* **EXERCISE**
Within the records below, find each line with the word "root" and copy it out.

(Stored data entries)
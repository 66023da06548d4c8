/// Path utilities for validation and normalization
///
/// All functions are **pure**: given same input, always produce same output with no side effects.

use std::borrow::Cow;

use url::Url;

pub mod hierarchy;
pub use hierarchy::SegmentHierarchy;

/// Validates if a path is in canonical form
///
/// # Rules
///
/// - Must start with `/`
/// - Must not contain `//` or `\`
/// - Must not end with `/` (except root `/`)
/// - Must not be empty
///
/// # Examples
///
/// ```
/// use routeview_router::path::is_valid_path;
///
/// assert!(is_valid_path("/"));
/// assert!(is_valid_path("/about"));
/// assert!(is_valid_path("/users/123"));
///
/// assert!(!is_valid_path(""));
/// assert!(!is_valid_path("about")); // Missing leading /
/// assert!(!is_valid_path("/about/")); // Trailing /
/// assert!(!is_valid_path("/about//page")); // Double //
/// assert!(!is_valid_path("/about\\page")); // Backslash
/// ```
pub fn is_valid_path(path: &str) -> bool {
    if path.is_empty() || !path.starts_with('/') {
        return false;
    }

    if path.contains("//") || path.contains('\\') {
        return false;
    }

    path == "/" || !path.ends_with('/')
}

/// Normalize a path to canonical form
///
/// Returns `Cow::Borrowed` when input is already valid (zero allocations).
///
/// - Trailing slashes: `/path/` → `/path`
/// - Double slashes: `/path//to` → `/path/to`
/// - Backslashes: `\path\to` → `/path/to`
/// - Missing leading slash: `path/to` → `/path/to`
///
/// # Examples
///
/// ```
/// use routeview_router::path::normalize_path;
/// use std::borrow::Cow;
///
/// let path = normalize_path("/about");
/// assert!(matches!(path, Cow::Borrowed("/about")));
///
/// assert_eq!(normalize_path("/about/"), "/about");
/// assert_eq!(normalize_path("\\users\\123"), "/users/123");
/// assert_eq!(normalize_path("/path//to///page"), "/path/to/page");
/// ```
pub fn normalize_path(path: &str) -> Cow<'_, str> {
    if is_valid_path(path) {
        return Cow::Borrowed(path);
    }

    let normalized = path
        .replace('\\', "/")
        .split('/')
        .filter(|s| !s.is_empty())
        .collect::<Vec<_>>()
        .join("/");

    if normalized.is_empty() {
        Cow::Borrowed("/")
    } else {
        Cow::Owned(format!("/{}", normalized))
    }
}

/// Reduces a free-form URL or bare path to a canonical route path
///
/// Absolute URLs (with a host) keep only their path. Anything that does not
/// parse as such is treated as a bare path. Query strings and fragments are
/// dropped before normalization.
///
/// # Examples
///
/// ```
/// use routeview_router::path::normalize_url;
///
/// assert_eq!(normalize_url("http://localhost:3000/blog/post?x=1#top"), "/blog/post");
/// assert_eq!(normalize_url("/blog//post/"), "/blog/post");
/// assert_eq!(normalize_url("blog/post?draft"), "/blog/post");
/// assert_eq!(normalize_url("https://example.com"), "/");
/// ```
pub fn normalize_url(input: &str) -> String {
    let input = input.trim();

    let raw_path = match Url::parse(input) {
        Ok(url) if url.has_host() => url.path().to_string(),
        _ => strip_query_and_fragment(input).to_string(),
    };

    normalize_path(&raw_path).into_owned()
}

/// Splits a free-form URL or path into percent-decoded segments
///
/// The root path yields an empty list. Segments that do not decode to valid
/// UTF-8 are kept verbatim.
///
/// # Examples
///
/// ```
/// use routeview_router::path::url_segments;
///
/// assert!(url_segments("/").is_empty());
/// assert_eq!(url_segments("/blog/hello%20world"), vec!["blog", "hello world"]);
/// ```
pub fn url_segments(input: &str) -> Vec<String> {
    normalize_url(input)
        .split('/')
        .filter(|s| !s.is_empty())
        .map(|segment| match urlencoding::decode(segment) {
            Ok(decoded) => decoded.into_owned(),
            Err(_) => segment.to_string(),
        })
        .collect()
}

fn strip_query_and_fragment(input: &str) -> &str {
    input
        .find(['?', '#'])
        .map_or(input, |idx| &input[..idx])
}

* **SOLUTION**
/// - Must not end with `/` (except root `/`)
/// The root path yields an empty list. Segments that do not decode to valid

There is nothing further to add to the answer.